An efficient synthesis of (R)- and (S)-8-ethoxy-2-(4-fluorophenyl)-3-nitro- 2H-chromene

Article abstract of DOI:10.1016/j.tetasy.2013.02.009

Racemic 8-ethoxy-2-(4-fluorophenyl)-3-nitro-2H-chromene (S14161) was recently identified as a potent inhibitor of phosphoinositide 3-kinase (PI3K). In order to investigate the effects of its two enantiomers on tumor cell lines, we designed a novel synthesis for (R)-S14161 and (S)-S14161 using a chemical resolution and derivation strategy. The readily available 3-(tert- butyldimethylsilyloxy)-salicylaldehyde underwent a tandem oxa-Michael-Henry reaction with trans-4-fluoro-β-nitrostyrene in the presence of a catalytic amount of l-proline and triethylamine to give the 3-nitro-2H-chromene.
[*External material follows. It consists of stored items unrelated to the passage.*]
// ── Site domain types ──
//
// A transport-neutral view of a site, built from either an IDC browse row
// or a REST site resource, plus the runtime/publish transitions and the
// ordering rules between them.

use serde::{Deserialize, Serialize};
use strum::{Display, EnumString};
use uuid::Uuid;

use sitectl_api::idc::{IdcOperation, IdcSite};
use sitectl_api::rest::SiteTransition;
use sitectl_api::rest::types::RestSite;

use crate::error::CoreError;

pub const SITE_PREFIX_MAX: usize = 15;
const TRANSIENT_TEMPLATE_MAX: usize = 40;

#[derive(Debug, Clone, Copy, PartialEq, Eq, Display, Serialize, Deserialize)]
#[strum(serialize_all = "lowercase")]
#[serde(rename_all = "lowercase")]
pub enum RuntimeStatus {
    Online,
    Offline,
}

#[derive(Debug, Clone, Copy, PartialEq, Eq, Display, Serialize, Deserialize)]
#[strum(serialize_all = "lowercase")]
#[serde(rename_all = "lowercase")]
pub enum PublishStatus {
    Published,
    #[strum(serialize = "unpublished")]
    Draft,
}

/// Runtime and publish state of one site.
#[derive(Debug, Clone, Copy, PartialEq, Eq)]
pub struct SiteStatus {
    pub runtime: RuntimeStatus,
    pub publish: PublishStatus,
}

impl SiteStatus {
    pub fn new(runtime: RuntimeStatus, publish: PublishStatus) -> Self {
        Self { runtime, publish }
    }

    pub fn is_online(self) -> bool {
        self.runtime == RuntimeStatus::Online
    }

    pub fn is_published(self) -> bool {
        self.publish == PublishStatus::Published
    }
}

/// A site as this crate sees it, whichever surface it came from.
#[derive(Debug, Clone, PartialEq, Eq)]
pub struct Site {
    pub id: String,
    pub name: String,
    pub status: SiteStatus,
    pub enterprise: bool,
    /// Legacy access code; `None` or `0` for a public site.
    pub access_code: Option<u32>,
}

impl Site {
    pub fn is_secure(&self) -> bool {
        self.access_code.is_some_and(|c| c != 0)
    }
}

impl From<&IdcSite> for Site {
    fn from(site: &IdcSite) -> Self {
        Self {
            id: site.id.clone(),
            name: site.name.clone(),
            status: SiteStatus::new(
                if site.online {
                    RuntimeStatus::Online
                } else {
                    RuntimeStatus::Offline
                },
                if site.published {
                    PublishStatus::Published
                } else {
                    PublishStatus::Draft
                },
            ),
            enterprise: site.enterprise,
            access_code: site.secure_site.as_deref().and_then(|c| c.parse().ok()),
        }
    }
}

impl From<&RestSite> for Site {
    fn from(site: &RestSite) -> Self {
        let runtime = match site.runtime_status.as_deref() {
            Some(s) if s.eq_ignore_ascii_case("online") => RuntimeStatus::Online,
            _ => RuntimeStatus::Offline,
        };
        let publish = match site.publish_status.as_deref() {
            Some(s) if s.eq_ignore_ascii_case("published") => PublishStatus::Published,
            _ => PublishStatus::Draft,
        };
        Self {
            id: site.id.clone(),
            name: site.name.clone(),
            status: SiteStatus::new(runtime, publish),
            enterprise: site.is_enterprise,
            access_code: None,
        }
    }
}

// ── Control actions ─────────────────────────────────────────────────

/// A runtime or publish transition requested by the user.
#[derive(Debug, Clone, Copy, PartialEq, Eq, Display, EnumString, Serialize, Deserialize)]
#[strum(serialize_all = "kebab-case", ascii_case_insensitive)]
#[serde(rename_all = "kebab-case")]
pub enum SiteAction {
    Publish,
    Unpublish,
    BringOnline,
    TakeOffline,
}

impl SiteAction {
    /// Check the ordering rules. A site must be published before it can go
    /// online and offline before it can be unpublished. A transition to the
    /// state the site is already in is rejected.
    pub fn check(self, site_name: &str, status: SiteStatus) -> Result<(), CoreError> {
        let reason = match self {
            Self::Publish => return Ok(()),
            Self::TakeOffline if !status.is_online() => "is already offline",
            Self::BringOnline if status.is_online() => "is already online",
            Self::BringOnline if !status.is_published() => "is draft, publish it first",
            Self::Unpublish if status.is_online() => "is online, take it offline first",
            Self::Unpublish if !status.is_published() => "is draft",
            Self::TakeOffline | Self::BringOnline | Self::Unpublish => return Ok(()),
        };
        Err(CoreError::invalid_state(format!("site {site_name} {reason}")))
    }

    pub fn idc_operation(self, site_id: &str) -> IdcOperation {
        let site_id = site_id.to_owned();
        match self {
            Self::Publish => IdcOperation::PublishSite { site_id },
            Self::Unpublish => IdcOperation::UnpublishSite { site_id },
            Self::BringOnline => IdcOperation::ActivateSite { site_id },
            Self::TakeOffline => IdcOperation::DeactivateSite { site_id },
        }
    }

    pub fn rest_transition(self) -> SiteTransition {
        match self {
            Self::Publish => SiteTransition::Publish,
            Self::Unpublish => SiteTransition::Unpublish,
            Self::BringOnline => SiteTransition::Activate,
            Self::TakeOffline => SiteTransition::Deactivate,
        }
    }

    /// Line printed once the transition has finished.
    pub fn finished_message(self, site_name: &str) -> String {
        match self {
            Self::BringOnline => format!("site {site_name} is online now"),
            Self::TakeOffline => format!("site {site_name} is offline now"),
            Self::Publish | Self::Unpublish => format!("{self} {site_name} finished"),
        }
    }
}

// ── Naming rules ────────────────────────────────────────────────────

/// Default `sitePrefix`: the lower-cased site name, at most 15 characters.
pub fn default_site_prefix(site_name: &str) -> String {
    site_name
        .to_lowercase()
        .chars()
        .take(SITE_PREFIX_MAX)
        .collect()
}

/// Name for a template that only lives while a site is being cloned.
pub fn transient_template_name(site_name: &str) -> String {
    format!("{site_name}{}", Uuid::new_v4().simple())
        .chars()
        .take(TRANSIENT_TEMPLATE_MAX)
        .collect()
}

#[cfg(test)]
mod tests {
    #![allow(clippy::unwrap_used)]

    use std::str::FromStr;

    use super::*;

    const STATES: [SiteStatus; 4] = [
        SiteStatus {
            runtime: RuntimeStatus::Online,
            publish: PublishStatus::Published,
        },
        SiteStatus {
            runtime: RuntimeStatus::Online,
            publish: PublishStatus::Draft,
        },
        SiteStatus {
            runtime: RuntimeStatus::Offline,
            publish: PublishStatus::Published,
        },
        SiteStatus {
            runtime: RuntimeStatus::Offline,
            publish: PublishStatus::Draft,
        },
    ];

    fn runs(action: SiteAction, status: SiteStatus) -> bool {
        action.check("s", status).is_ok()
    }

    #[test]
    fn bring_online_runs_only_for_offline_published_sites() {
        for status in STATES {
            let expected = !status.is_online() && status.is_published();
            assert_eq!(runs(SiteAction::BringOnline, status), expected, "{status:?}");
        }
    }

    #[test]
    fn take_offline_runs_only_for_online_sites() {
        for status in STATES {
            assert_eq!(
                runs(SiteAction::TakeOffline, status),
                status.is_online(),
                "{status:?}"
            );
        }
    }

    #[test]
    fn unpublish_runs_only_for_offline_published_sites() {
        for status in STATES {
            let expected = !status.is_online() && status.is_published();
            assert_eq!(runs(SiteAction::Unpublish, status), expected, "{status:?}");
        }
    }

    #[test]
    fn publish_always_runs() {
        assert!(STATES.iter().all(|s| runs(SiteAction::Publish, *s)));
    }

    #[test]
    fn rejections_name_the_required_step() {
        let draft = SiteStatus::new(RuntimeStatus::Offline, PublishStatus::Draft);
        let err = SiteAction::BringOnline.check("blog", draft).unwrap_err();
        assert_eq!(err.to_string(), "site blog is draft, publish it first");

        let online = SiteStatus::new(RuntimeStatus::Online, PublishStatus::Published);
        let err = SiteAction::Unpublish.check("blog", online).unwrap_err();
        assert_eq!(err.to_string(), "site blog is online, take it offline first");
    }

    #[test]
    fn repeating_the_current_runtime_state_is_rejected() {
        let online = SiteStatus::new(RuntimeStatus::Online, PublishStatus::Published);
        let err = SiteAction::BringOnline.check("blog", online).unwrap_err();
        assert_eq!(err.to_string(), "site blog is already online");

        let offline = SiteStatus::new(RuntimeStatus::Offline, PublishStatus::Published);
        let err = SiteAction::TakeOffline.check("blog", offline).unwrap_err();
        assert_eq!(err.to_string(), "site blog is already offline");
    }

    #[test]
    fn actions_parse_from_cli_verbs() {
        assert_eq!(
            SiteAction::from_str("bring-online").unwrap(),
            SiteAction::BringOnline
        );
        assert_eq!(SiteAction::TakeOffline.to_string(), "take-offline");
        assert!(SiteAction::from_str("delete").is_err());
    }

    #[test]
    fn naming_rules_truncate() {
        assert_eq!(default_site_prefix("MyVeryLongSiteNameHere"), "myverylongsiten");
        let name = transient_template_name("Blog");
        assert!(name.starts_with("Blog"));
        assert_eq!(name.chars().count(), 36);
        let long = transient_template_name("AnExtremelyLongSiteNameForTesting");
        assert_eq!(long.chars().count(), 40);
    }

    #[test]
    fn idc_rows_become_sites() {
        let row = IdcSite {
            id: "F1".into(),
            name: "blog".into(),
            online: true,
            published: true,
            enterprise: false,
            secure_site: Some("22".into()),
        };
        let site = Site::from(&row);
        assert!(site.status.is_online());
        assert!(site.is_secure());
        assert_eq!(site.access_code, Some(22));
    }
}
Upon removal of the TBS protecting group, the resolution of the resulting racemic 2-(4-fluorophenyl)-8-hydroxy-3-nitro-2H-chromene was achieved via diastereomeric ester formation using (S)-(+)-α-methoxyphenylacetic acid as the derivatizing agent, followed by aminolysis. Finally, the ethyl ether formation of each enantiomer furnished (R)-S14161 and (S)-S14161 in enantiomerically pure forms. The absolute configurations of these chiral molecules were determined by a circular dichroism method. The two enantiomers showed no marked differences in inhibition of growth of human myeloma LP1 and OPM-2 cells.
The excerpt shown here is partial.